**WHAT YOU ARE ASKED TO DO**
The whole listing is to be set down again without alteration.

**SUPPLIED RECORDS**
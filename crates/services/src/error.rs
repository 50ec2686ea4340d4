//! Shared error types for the services crate.

use thiserror::Error;

use stepwise_core::model::GuideError;

/// Errors emitted while reading a guide document.
#[derive(Debug, Error)]
#[non_exhaustive]
pub enum GuideLoadError {
    #[error("cannot read guide file: {0}")]
    Io(#[from] std::io::Error),
    #[error("guide is not valid JSON: {0}")]
    Json(#[from] serde_json::Error),
    #[error(transparent)]
    Guide(#[from] GuideError),
}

**PROBLEM SOLUTION**
filename crates/services/src/error.rs
repository 50ec2686ea4340d4
//! Shared error types for the services crate.

use thiserror::Error;

use stepwise_core::model::GuideError;

/// Errors emitted while reading a guide document.
#[derive(Debug, Error)]
#[non_exhaustive]
pub enum GuideLoadError {
    #[error("cannot read guide file: {0}")]
    Io(#[from] std::io::Error),
    #[error("guide is not valid JSON: {0}")]
    Json(#[from] serde_json::Error),
    #[error(transparent)]
    Guide(#[from] GuideError),
}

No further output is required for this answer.